_WORK INSTRUCTION_
The answer should be each line from the entries below that has the word "TryRecvError" in it.

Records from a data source
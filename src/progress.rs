// Progress event bus: the pipeline publishes, any number of observers subscribe

use serde::{Deserialize, Serialize};
use tokio::sync::broadcast::error::{RecvError, TryRecvError};
use tokio::sync::{broadcast, oneshot};

/// Default channel capacity; slow observers lag rather than block the pipeline
const DEFAULT_CAPACITY: usize = 256;

/// Pipeline stage a progress event belongs to
#[derive(Debug, Clone, Copy, PartialEq, Eq, Serialize, Deserialize)]
#[serde(rename_all = "lowercase")]
pub enum Stage {
    Discovery,
    Scrape,
    Enrichment,
    Done,
}

impl Stage {
    pub fn as_str(&self) -> &'static str {
        match self {
            Stage::Discovery => "discovery",
            Stage::Scrape => "scrape",
            Stage::Enrichment => "enrichment",
            Stage::Done => "done",
        }
    }
}

/// Observational progress update (percent is 0-100)
#[derive(Debug, Clone, PartialEq, Serialize, Deserialize)]
pub struct ProgressEvent {
    pub stage: Stage,
    pub percent: u8,
    pub message: String,
}

/// Broadcast channel for progress events
#[derive(Debug, Clone)]
pub struct ProgressBus {
    tx: broadcast::Sender<ProgressEvent>,
}

impl ProgressBus {
    pub fn new() -> Self {
        Self::with_capacity(DEFAULT_CAPACITY)
    }

    pub fn with_capacity(capacity: usize) -> Self {
        let (tx, _) = broadcast::channel(capacity);
        Self { tx }
    }

    /// Register a new observer
    pub fn subscribe(&self) -> broadcast::Receiver<ProgressEvent> {
        self.tx.subscribe()
    }

    /// Publish an event; having no observers is not an error
    pub fn publish(&self, stage: Stage, percent: u8, message: impl Into<String>) {
        let event = ProgressEvent {
            stage,
            percent: percent.min(100),
            message: message.into(),
        };
        tracing::debug!(stage = ?event.stage, percent = event.percent, "{}", event.message);
        let _ = self.tx.send(event);
    }
}

impl Default for ProgressBus {
    fn default() -> Self {
        Self::new()
    }
}

/// Hand every event to `on_event` until `stop` fires or the bus closes
///
/// Events already queued when `stop` fires are still delivered.
pub async fn forward_events<F>(
    mut events: broadcast::Receiver<ProgressEvent>,
    mut stop: oneshot::Receiver<()>,
    mut on_event: F,
) where
    F: FnMut(ProgressEvent),
{
    loop {
        tokio::select! {
            biased;
            received = events.recv() => match received {
                Ok(event) => on_event(event),
                Err(RecvError::Lagged(skipped)) => {
                    tracing::debug!(skipped, "Progress observer lagged");
                }
                Err(RecvError::Closed) => return,
            },
            _ = &mut stop => break,
        }
    }

    loop {
        match events.try_recv() {
            Ok(event) => on_event(event),
            Err(TryRecvError::Lagged(_)) => continue,
            Err(_) => break,
        }
    }
}

#[cfg(test)]
mod tests {
    use super::*;

    #[test]
    fn test_publish_without_observers() {
        let bus = ProgressBus::new();
        bus.publish(Stage::Discovery, 10, "Starting search");
    }

    #[tokio::test]
    async fn test_multiple_observers() {
        let bus = ProgressBus::new();
        let mut first = bus.subscribe();
        let mut second = bus.subscribe();

        bus.publish(Stage::Scrape, 150, "overflow is clamped");

        let a = first.recv().await.unwrap();
        let b = second.recv().await.unwrap();
        assert_eq!(a, b);
        assert_eq!(a.percent, 100);
    }

    #[tokio::test]
    async fn test_forwarding_delivers_queued_events_after_stop() {
        let bus = ProgressBus::new();
        let events = bus.subscribe();
        let (stop_tx, stop_rx) = oneshot::channel();

        bus.publish(Stage::Enrichment, 99, "AI analysis complete");
        bus.publish(Stage::Done, 100, "Done");
        stop_tx.send(()).unwrap();

        let mut seen = Vec::new();
        forward_events(events, stop_rx, |event| seen.push((event.stage, event.percent))).await;
        assert_eq!(seen, vec![(Stage::Enrichment, 99), (Stage::Done, 100)]);
    }

    #[tokio::test]
    async fn test_forwarding_ends_when_bus_closes() {
        let bus = ProgressBus::new();
        let events = bus.subscribe();
        let (_stop_tx, stop_rx) = oneshot::channel();

        bus.publish(Stage::Scrape, 40, "Scrape in progress...");
        drop(bus);

        let mut count = 0;
        forward_events(events, stop_rx, |_| count += 1).await;
        assert_eq!(count, 1);
    }
}
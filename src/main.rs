use reviewscope::cli::{Cli, Commands, ConfigAction, HistoryAction, RunArgs};
use reviewscope::config::{expand_tilde, Config};
use reviewscope::enrichment::OpenAiAnalyzer;
use reviewscope::error::{Result, ScopeError};
use reviewscope::history::HistoryStore;
use reviewscope::jobs::{ApifyProvider, DiscoveryMode, DiscoveryRequest, TokioSleeper};
use reviewscope::model::RunArtifact;
use reviewscope::pipeline::{
    Pipeline, PipelineSettings, ProgressBus, ProgressEvent, RunContext, ScrapeOptions,
    SearchQuery, Selection,
};
use reviewscope::progress::forward_events;
use reviewscope::stats::compute_place_stats;
use std::path::{Path, PathBuf};
use std::sync::Arc;
use tokio::sync::oneshot;
use uuid::Uuid;

fn main() -> Result<()> {
    // Parse CLI arguments
    let cli = Cli::parse_args();

    // Initialize logging
    init_logging(cli.verbose);

    // Handle commands
    match cli.command {
        Commands::Brand {
            name,
            location,
            max_places,
            mode,
            skip_closed,
            run,
        } => {
            let config = load_run_config(cli.config, &run)?;
            let request = discovery_request(&config, name, location, max_places, mode, skip_closed)?;
            cmd_run(config, SearchQuery::Brand(request), run)?;
        }
        Commands::Urls { urls, file, run } => {
            let config = load_run_config(cli.config, &run)?;
            let lines = collect_url_lines(urls, file.as_deref())?;
            cmd_run(config, SearchQuery::Urls(lines), run)?;
        }
        Commands::History { action } => {
            cmd_history(cli.config, action)?;
        }
        Commands::Config { action } => {
            cmd_config(cli.config, action)?;
        }
    }

    Ok(())
}

fn init_logging(verbose: bool) {
    use tracing_subscriber::{fmt, EnvFilter};

    let default_level = if verbose {
        "reviewscope=debug"
    } else {
        "reviewscope=info"
    };
    let filter =
        EnvFilter::try_from_default_env().unwrap_or_else(|_| EnvFilter::new(default_level));

    fmt().with_env_filter(filter).with_target(false).init();
}

fn load_run_config(config_path: Option<PathBuf>, run: &RunArgs) -> Result<Config> {
    let mut config = load_config(config_path, run.profile.clone())?;
    if run.no_sampling {
        config.enrichment.sampling = false;
    }
    Ok(config)
}

fn discovery_request(
    config: &Config,
    name: String,
    location: Option<String>,
    max_places: Option<u32>,
    mode: Option<String>,
    skip_closed: bool,
) -> Result<DiscoveryRequest> {
    let mode_str = mode.unwrap_or_else(|| config.search.mode.clone());
    let mode = DiscoveryMode::parse(&mode_str).ok_or_else(|| {
        ScopeError::Validation(format!(
            "Unknown discovery mode '{}' (expected balanced or aggressive)",
            mode_str
        ))
    })?;

    Ok(DiscoveryRequest {
        query: name,
        location_hint: location.unwrap_or_else(|| config.search.location.clone()),
        max_results: max_places.unwrap_or(config.search.max_places),
        mode,
        skip_closed: skip_closed || config.search.skip_closed,
    })
}

fn collect_url_lines(mut urls: Vec<String>, file: Option<&Path>) -> Result<Vec<String>> {
    if let Some(path) = file {
        let content = std::fs::read_to_string(path).map_err(|e| ScopeError::Io {
            source: e,
            context: format!("Failed to read URL file: {:?}", path),
        })?;
        urls.extend(content.lines().map(str::to_string));
    }
    Ok(urls)
}

fn cmd_run(config: Config, query: SearchQuery, run: RunArgs) -> Result<()> {
    let provider = Arc::new(ApifyProvider::from_config(&config.apify)?);
    let settings = PipelineSettings::from_config(&config);
    let mut pipeline = Pipeline::new(provider, settings, Arc::new(TokioSleeper), ProgressBus::new());

    if run.ai {
        let analyzer = OpenAiAnalyzer::from_config(&config.openai)?;
        pipeline = pipeline.with_analyzer(Arc::new(analyzer));
    }

    let selection = match &run.select {
        Some(indices) => Selection::Indices(indices.clone()),
        None => Selection::All,
    };
    let options = ScrapeOptions {
        max_reviews: run.max_reviews.unwrap_or(config.search.max_reviews),
        ai_enabled: run.ai,
    };

    let rt = tokio::runtime::Runtime::new().map_err(|e| ScopeError::Io {
        source: e,
        context: "Failed to create tokio runtime".to_string(),
    })?;

    let artifact = rt.block_on(async {
        let events = pipeline.progress().subscribe();
        let (stop_tx, stop_rx) = oneshot::channel();
        let printer = tokio::spawn(forward_events(events, stop_rx, print_event));

        let mut ctx = RunContext::new();
        let result = drive(&pipeline, &mut ctx, query, &selection, options).await;

        let _ = stop_tx.send(());
        if let Err(e) = printer.await {
            tracing::debug!("Progress printer stopped: {}", e);
        }
        result
    })?;

    let Some(artifact) = artifact else {
        println!("No places found");
        return Ok(());
    };

    print_summary(&artifact);

    if let Some(output) = &run.output {
        write_artifact(&artifact, output)?;
        println!("\n✓ Run written to {}", output.display());
    }

    if !run.no_history {
        let store = HistoryStore::from_config(&config)?;
        if store.save(&artifact)? {
            println!("✓ Saved to history ({})", artifact.run_id);
        } else {
            println!("Same query saved moments ago, history unchanged");
        }
    }

    Ok(())
}

fn print_event(event: ProgressEvent) {
    println!(
        "  [{:>3}%] {:<10} {}",
        event.percent,
        event.stage.as_str(),
        event.message
    );
}

/// Discover, list the candidates, then scrape the selection
async fn drive(
    pipeline: &Pipeline,
    ctx: &mut RunContext,
    query: SearchQuery,
    selection: &Selection,
    options: ScrapeOptions,
) -> Result<Option<RunArtifact>> {
    let discovered = pipeline.discover(ctx, query).await?;
    if discovered.is_empty() {
        return Ok(None);
    }

    println!("\nPlaces:");
    for (i, place) in discovered.iter().enumerate() {
        println!("  [{}] {} - {}", i, place.title, place.address);
    }
    println!();

    pipeline.scrape(ctx, selection, options).await.map(Some)
}

fn print_summary(artifact: &RunArtifact) {
    let stats = &artifact.aggregate_stats;

    println!("\nReviewscope Report");
    println!("==================");
    if let Some(query) = &artifact.query {
        println!("Brand: {}", query);
    }
    println!("Places: {}", stats.total_places);
    println!(
        "Reviews: {} ({} with text, {} with owner response)",
        stats.total_reviews, stats.reviews_with_text, stats.reviews_with_response
    );
    println!("Average rating: {:.1}", stats.avg_rating);

    println!("\nDistribution:");
    for stars in (1..=5u8).rev() {
        let count = stats.distribution.get(&stars).copied().unwrap_or(0);
        println!("  {}★ {}", stars, count);
    }

    println!(
        "\nSentiment: {}% positive, {}% neutral, {}% negative",
        stats.sentiment.positive_percent,
        stats.sentiment.neutral_percent,
        stats.sentiment.negative_percent
    );

    if !stats.top_keywords.is_empty() {
        let keywords: Vec<String> = stats
            .top_keywords
            .iter()
            .take(10)
            .map(|k| format!("{} ({})", k.word, k.count))
            .collect();
        println!("Top keywords: {}", keywords.join(", "));
    }

    println!("\nBy place:");
    for place in &artifact.places {
        let place_stats = compute_place_stats(place);
        println!(
            "  {} - {:.1} avg over {} reviews",
            place.title, place_stats.avg_rating, place_stats.total_reviews
        );
        if !place_stats.top_keywords.is_empty() {
            let words: Vec<&str> = place_stats
                .top_keywords
                .iter()
                .take(5)
                .map(|k| k.word.as_str())
                .collect();
            println!("    keywords: {}", words.join(", "));
        }
        if let Some(analysis) = &place.analysis {
            for strength in analysis.strengths.iter().take(3) {
                println!("    + {}", strength);
            }
            for weakness in analysis.weaknesses.iter().take(3) {
                println!("    - {}", weakness);
            }
        }
    }

    if let Some(ai) = &stats.ai_stats {
        println!("\nBrand priorities:");
        for (i, priority) in ai.analysis.priorities.iter().enumerate() {
            println!("  {}. {}", i + 1, priority);
        }
    }
}

fn write_artifact(artifact: &RunArtifact, path: &Path) -> Result<()> {
    let json = serde_json::to_string_pretty(artifact).map_err(|e| ScopeError::Json {
        source: e,
        context: "Failed to serialize run".to_string(),
    })?;
    std::fs::write(path, json).map_err(|e| ScopeError::Io {
        source: e,
        context: format!("Failed to write run file: {:?}", path),
    })
}

fn parse_run_id(id: &str) -> Result<Uuid> {
    Uuid::parse_str(id)
        .map_err(|e| ScopeError::Validation(format!("Invalid run id '{}': {}", id, e)))
}

fn cmd_history(config_path: Option<PathBuf>, action: HistoryAction) -> Result<()> {
    let config = load_config(config_path, None)?;
    let store = HistoryStore::from_config(&config)?;

    match action {
        HistoryAction::List => {
            let runs = store.list()?;
            println!("Runs: {} total", runs.len());
            for run in runs {
                println!(
                    "  {} {} {:<5} {:<30} {} places, {} reviews{}",
                    run.id,
                    run.saved_at.format("%Y-%m-%d %H:%M:%S"),
                    run.mode.as_str(),
                    run.query.as_deref().unwrap_or("-"),
                    run.places_count,
                    run.reviews_count,
                    if run.ai_enabled { ", AI" } else { "" }
                );
            }
        }
        HistoryAction::Show { id } => {
            let id = parse_run_id(&id)?;
            match store.get(&id)? {
                Some(artifact) => print_summary(&artifact),
                None => println!("No saved run with id {}", id),
            }
        }
        HistoryAction::Export { id, output } => {
            let id = parse_run_id(&id)?;
            match store.get(&id)? {
                Some(artifact) => {
                    write_artifact(&artifact, &output)?;
                    println!("✓ Run {} written to {}", id, output.display());
                }
                None => println!("No saved run with id {}", id),
            }
        }
        HistoryAction::Delete { id } => {
            let id = parse_run_id(&id)?;
            if store.delete(&id)? {
                println!("✓ Deleted run {}", id);
            } else {
                println!("No saved run with id {}", id);
            }
        }
        HistoryAction::Clear => {
            let removed = store.clear()?;
            println!("✓ Removed {} runs", removed);
        }
    }

    Ok(())
}

fn cmd_config(config_path: Option<PathBuf>, action: ConfigAction) -> Result<()> {
    match action {
        ConfigAction::Show => {
            let config = load_config(config_path, None)?;
            let json = serde_json::to_string_pretty(&config).map_err(|e| ScopeError::Json {
                source: e,
                context: "Failed to serialize config".to_string(),
            })?;
            println!("{}", json);
        }
        ConfigAction::Validate { file } => {
            let path = match file.or(config_path) {
                Some(path) => path,
                None => Config::default_path()?,
            };
            let config = Config::load(&path)?;
            println!("✓ Configuration is valid");
            println!("  Schema version: {}", config.meta.schema_version);
        }
        ConfigAction::Init { force } => {
            let path = match config_path {
                Some(path) => path,
                None => Config::default_path()?,
            };

            if path.exists() && !force {
                println!("Configuration file already exists at: {}", path.display());
                println!("Use --force to overwrite");
                return Ok(());
            }

            if let Some(parent) = path.parent() {
                std::fs::create_dir_all(parent).map_err(|e| ScopeError::Io {
                    source: e,
                    context: format!("Failed to create config directory: {:?}", parent),
                })?;
            }

            let config = Config::default();
            config.save(&path)?;

            let data_dir = expand_tilde(&config.storage.data_dir)?;
            std::fs::create_dir_all(&data_dir).map_err(|e| ScopeError::Io {
                source: e,
                context: format!("Failed to create data directory: {:?}", data_dir),
            })?;

            println!("✓ Configuration initialized at: {}", path.display());
            println!("  Data directory: {}", data_dir.display());
            println!(
                "  Set {} and {} before running",
                config.apify.api_key_env, config.openai.api_key_env
            );
        }
    }

    Ok(())
}

fn load_config(config_path: Option<PathBuf>, profile: Option<String>) -> Result<Config> {
    let path = match config_path {
        Some(path) => path,
        None => Config::default_path()?,
    };

    if !path.exists() {
        tracing::warn!(
            "Config file not found, using defaults. Run 'reviewscope config init' to create one."
        );
        let mut config = Config::default();
        config.apply_env_overrides();
        if let Some(profile) = profile {
            config.apply_profile(&profile)?;
        }
        return Ok(config);
    }

    if let Some(profile) = profile {
        Config::load_with_profile(&path, &profile)
    } else {
        Config::load(&path)
    }
}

_RESPONSE AREA_
use tokio::sync::broadcast::error::{RecvError, TryRecvError};
            Err(TryRecvError::Lagged(_)) => continue,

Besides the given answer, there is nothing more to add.